The Hang Seng Index rallied 1.6 per cent to 16,503.10 on Wednesday to reach the highest level since January 5. The Tech Index soared 2.7 per cent, while the Shanghai Composite Index climbed 1 per cent.

Sun Hung Kai Properties advanced 3.7 per cent to HK$75.15, Henderson Land added 2.8 per cent to HK$21.90 while New World Development climbed 4.6 per cent to HK$9.79. The Hang Seng Property Index rose 3 per cent to a one-month high. Tech stocks also rallied, as Alibaba Group strengthened 1 per cent to HK$72.90 and Tencent rose 1.6 per cent to HK$288.80 while Meituan appreciated 4.9 per cent to HK$77.

The benchmark index pared a rally of as much as 3 per cent as HSBC slumped 3.8 per cent to HK$60.25. The UK lender reported a 56 per cent jump in net profit in 2023, as net interest margin slimmed in the final quarter and credit losses weighed on results.

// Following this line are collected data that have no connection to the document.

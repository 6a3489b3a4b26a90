use std::io::BufRead;

#[derive(Debug, Clone, PartialEq, Eq)]
pub enum ObjectType {
    Blob,
    Commit,
}

impl ObjectType {
    pub fn as_str(&self) -> &str {
        match self {
            ObjectType::Blob => "blob",
            ObjectType::Commit => "commit",
        }
    }

    /// Consume the `<type> <size>\0` frame header and return the type
    pub fn parse_object_type(data_reader: &mut impl BufRead) -> anyhow::Result<ObjectType> {
        let mut object_type = Vec::new();
        data_reader.read_until(b' ', &mut object_type)?;

        let object_type = String::from_utf8(object_type)?;
        let object_type = object_type.trim();

        // skip the size part
        let mut size = Vec::new();
        data_reader.read_until(b'\0', &mut size)?;

        ObjectType::try_from(object_type)
    }
}

impl TryFrom<&str> for ObjectType {
    type Error = anyhow::Error;

    fn try_from(value: &str) -> anyhow::Result<Self> {
        match value {
            "blob" => Ok(ObjectType::Blob),
            "commit" => Ok(ObjectType::Commit),
            _ => Err(anyhow::anyhow!("Invalid object type: {value}")),
        }
    }
}

impl std::fmt::Display for ObjectType {
    fn fmt(&self, f: &mut std::fmt::Formatter<'_>) -> std::fmt::Result {
        write!(f, "{}", self.as_str())
    }
}
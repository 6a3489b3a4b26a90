//! Working tree status inspection
//!
//! Compares the working directory against the staging area and the head commit.
//!
//! ## Components
//!
//! - `file_change`: per-file presence flags and the change kinds reported to the user
//! - `status_info`: classification of every known file into the status sections

pub mod file_change;
pub mod status_info;
#![allow(dead_code)]

pub mod command;
pub mod file;

const TMPDIR: &str = "../playground";

pub fn redirect_temp_dir() {
    unsafe {
        std::env::set_var("TMPDIR", TMPDIR);
    }

    if !std::path::Path::new(TMPDIR).exists() {
        std::fs::create_dir_all(TMPDIR).expect("Failed to create TMPDIR");
    }
}
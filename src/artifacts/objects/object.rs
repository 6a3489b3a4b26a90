use crate::artifacts::objects::blob::Blob;
use crate::artifacts::objects::commit::Commit;
use crate::artifacts::objects::object_id::ObjectId;
use crate::artifacts::objects::object_type::ObjectType;
use anyhow::Result;
use bytes::Bytes;
use sha1::{Digest, Sha1};
use std::io::BufRead;

pub trait Packable {
    fn serialize(&self) -> Result<Bytes>;
}

pub trait Unpackable {
    fn deserialize(reader: impl BufRead) -> Result<Self>
    where
        Self: Sized;
}

pub trait Object: Packable {
    fn object_type(&self) -> ObjectType;

    fn object_id(&self) -> Result<ObjectId> {
        let content = self.serialize()?;
        Ok(hash_bytes(&content))
    }
}

/// SHA-1 digest of an exact byte sequence
pub fn hash_bytes(content: &[u8]) -> ObjectId {
    let mut hasher = Sha1::new();
    hasher.update(content);

    // a SHA-1 digest rendered as lowercase hex is always a valid id
    ObjectId::try_parse(format!("{:x}", hasher.finalize())).unwrap_or_default()
}

/// Frame a payload as `<type> <len>\0<payload>`
pub fn frame(object_type: ObjectType, payload: &[u8]) -> Bytes {
    let header = format!("{} {}\0", object_type.as_str(), payload.len());

    let mut framed = Vec::with_capacity(header.len() + payload.len());
    framed.extend_from_slice(header.as_bytes());
    framed.extend_from_slice(payload);

    Bytes::from(framed)
}

pub enum ObjectBox {
    Blob(Box<Blob>),
    Commit(Box<Commit>),
}
use crate::areas::repository::Repository;

impl Repository {
    pub fn add(&mut self, file: &str) -> anyhow::Result<()> {
        self.rehydrate()?;

        let content = self.workspace().read_file(file)?;
        let head = self.head_commit()?;
        self.index_mut().stage_add(file, content, &head)?;

        self.persist()
    }
}
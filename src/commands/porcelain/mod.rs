//! Porcelain commands (user-facing operations)
//!
//! ## Commands
//!
//! - `init`: Create a repository with its initial commit
//! - `add` / `rm`: Stage files for addition or removal
//! - `commit`: Record the staged changes
//! - `log` / `global-log`: Show commit history
//! - `find`: Look up commits by message
//! - `status`: Show branches, staged changes and working tree state
//! - `checkout`: Switch branches or restore files
//! - `branch` / `rm-branch`: Create or delete branches
//! - `reset`: Move the current branch to a commit
//! - `merge`: Three-way merge of another branch

pub mod add;
pub mod branch;
pub mod checkout;
pub mod commit;
pub mod find;
pub mod init;
pub mod log;
pub mod merge;
pub mod reset;
pub mod rm;
pub mod status;
use crate::areas::repository::Repository;
use crate::artifacts::objects::blob::Blob;
use crate::artifacts::objects::commit::{Commit, commit_timestamp};
use crate::artifacts::objects::object_id::ObjectId;
use crate::errors::GitletError;

impl Repository {
    pub fn commit(&mut self, message: &str) -> anyhow::Result<()> {
        self.rehydrate()?;

        if self.index().is_empty() {
            return Err(GitletError::EmptyStagingArea.into());
        }
        if message.is_empty() {
            return Err(GitletError::InvalidMessage.into());
        }

        let head_oid = self.head_oid()?;
        self.write_commit(vec![head_oid], message.to_string())?;

        self.persist()
    }

    /// Fold the staging area into a new child of the head commit
    ///
    /// Blobs and the commit are stored before the current branch is advanced
    /// and the staging area cleared; both are only persisted by the caller.
    pub(crate) fn write_commit(
        &mut self,
        parents: Vec<ObjectId>,
        message: String,
    ) -> anyhow::Result<ObjectId> {
        let mut snapshot = self.head_commit()?.snapshot();

        for (name, content) in self.index().additions() {
            let blob_oid = self.database().store(&Blob::new(content.clone()))?;
            snapshot.insert(name.clone(), blob_oid);
        }
        for name in self.index().removals() {
            snapshot.remove(name);
        }

        let commit = Commit::new(message, parents, commit_timestamp(), snapshot)?;
        let commit_oid = self.database().store(&commit)?;

        self.index_mut().clear();
        self.refs_mut().update_head(commit_oid.clone());

        Ok(commit_oid)
    }
}
//! Command implementations
//!
//! Every user-facing command is an `impl Repository` block in its own file
//! under `porcelain`. Commands load the repository state they need, check all
//! preconditions, store new objects and only then persist the staging area and
//! branch registry.

pub mod porcelain;
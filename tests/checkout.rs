use crate::common::command::{
    commit_file, committed_repository_dir, gitlet_add, gitlet_checkout, head_commit_id,
    log_commit_ids, run_gitlet_command,
};
use crate::common::file::{FileSpec, read_file, write_file};
use assert_fs::TempDir;
use predicates::prelude::*;
use rstest::rstest;

mod common;

#[rstest]
fn checkout_file_restores_head_version(committed_repository_dir: TempDir) {
    let dir = committed_repository_dir.path();
    write_file(FileSpec::new(dir.join("a.txt"), "scribbles\n".to_string()));

    run_gitlet_command(dir, &["checkout", "--", "a.txt"])
        .assert()
        .success();

    assert_eq!(read_file(&dir.join("a.txt")), "alpha\n");
}

#[rstest]
fn checkout_file_from_an_abbreviated_commit(committed_repository_dir: TempDir) {
    let dir = committed_repository_dir.path();
    let first = head_commit_id(dir);
    commit_file(dir, "a.txt", "alpha two\n", "Update a");

    run_gitlet_command(dir, &["checkout", &first[..8], "--", "a.txt"])
        .assert()
        .success();

    assert_eq!(read_file(&dir.join("a.txt")), "alpha\n");
    assert_eq!(log_commit_ids(dir).len(), 3);
}

#[rstest]
#[case::unknown_commit("0000000000000000000000000000000000000000", "No commit with that id exists.")]
#[case::not_hex("zzzz", "No commit with that id exists.")]
fn checkout_file_from_a_missing_commit_fails(
    committed_repository_dir: TempDir,
    #[case] revision: &str,
    #[case] message: &str,
) {
    run_gitlet_command(committed_repository_dir.path(), &["checkout", revision, "--", "a.txt"])
        .assert()
        .code(1)
        .stderr(predicate::str::contains(message));
}

#[rstest]
fn checkout_branch_materializes_its_snapshot(committed_repository_dir: TempDir) {
    let dir = committed_repository_dir.path();
    run_gitlet_command(dir, &["branch", "side"]).assert().success();
    commit_file(dir, "c.txt", "gamma\n", "Add c on master");

    gitlet_checkout(dir, "side");

    assert!(!dir.join("c.txt").exists());
    assert_eq!(read_file(&dir.join("a.txt")), "alpha\n");

    gitlet_checkout(dir, "master");
    assert_eq!(read_file(&dir.join("c.txt")), "gamma\n");
}

#[rstest]
fn checkout_branch_clears_the_staging_area(committed_repository_dir: TempDir) {
    let dir = committed_repository_dir.path();
    run_gitlet_command(dir, &["branch", "side"]).assert().success();
    write_file(FileSpec::new(dir.join("a.txt"), "staged\n".to_string()));
    gitlet_add(dir, &["a.txt"]);

    gitlet_checkout(dir, "side");

    assert_eq!(read_file(&dir.join("a.txt")), "alpha\n");
    run_gitlet_command(dir, &["status"])
        .assert()
        .success()
        .stdout(predicate::str::contains("=== Staged Files ===\n\n"));
}

#[rstest]
fn checkout_branch_refuses_untracked_files(committed_repository_dir: TempDir) {
    let dir = committed_repository_dir.path();
    run_gitlet_command(dir, &["branch", "side"]).assert().success();
    write_file(FileSpec::new(dir.join("loose.txt"), "loose\n".to_string()));

    run_gitlet_command(dir, &["checkout", "side"])
        .assert()
        .code(1)
        .stderr(predicate::str::contains(
            "There is an untracked file in the way; delete it, or add and commit it first.",
        ));

    assert_eq!(read_file(&dir.join("loose.txt")), "loose\n");
}

#[rstest]
#[case::missing_branch("nowhere", "No such branch exists.")]
#[case::current_branch("master", "No need to checkout the current branch.")]
fn checkout_branch_errors(
    committed_repository_dir: TempDir,
    #[case] branch: &str,
    #[case] message: &str,
) {
    run_gitlet_command(committed_repository_dir.path(), &["checkout", branch])
        .assert()
        .code(1)
        .stderr(predicate::str::contains(message));
}

#[rstest]
fn reset_moves_the_branch_and_the_files(committed_repository_dir: TempDir) {
    let dir = committed_repository_dir.path();
    let first = head_commit_id(dir);
    commit_file(dir, "c.txt", "gamma\n", "Add c");
    commit_file(dir, "a.txt", "alpha two\n", "Update a");

    run_gitlet_command(dir, &["reset", &first]).assert().success();

    assert_eq!(head_commit_id(dir), first);
    assert!(!dir.join("c.txt").exists());
    assert_eq!(read_file(&dir.join("a.txt")), "alpha\n");
}

#[rstest]
fn reset_refuses_untracked_files(committed_repository_dir: TempDir) {
    let dir = committed_repository_dir.path();
    let first = head_commit_id(dir);
    commit_file(dir, "c.txt", "gamma\n", "Add c");
    write_file(FileSpec::new(dir.join("loose.txt"), "loose\n".to_string()));

    run_gitlet_command(dir, &["reset", &first])
        .assert()
        .code(1)
        .stderr(predicate::str::contains("There is an untracked file in the way"));

    assert!(dir.join("c.txt").exists());
}

#[rstest]
fn reset_to_an_unknown_commit_fails(committed_repository_dir: TempDir) {
    run_gitlet_command(committed_repository_dir.path(), &["reset", "abcdef12"])
        .assert()
        .code(1)
        .stderr(predicate::str::contains("No commit with that id exists."));
}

The Hang Seng Index has risen 6.6 per cent this month, clawing its way up from a 14-month low in January as Beijing stepped up measures to repair investor confidence. The rebound in February has restored US$200 billion of value to the city’s stock market through February 20, according to Bloomberg data.

Financial secretary Paul Chan Mo-po will deliver the city’s budget on February 28 as traders bank on measures to jump-start the local economy. Some industry veterans have also called on Chan to dismantle market hurdles as asset values diminished. The government imposed curbs to cool a speculative frenzy in the 1990s.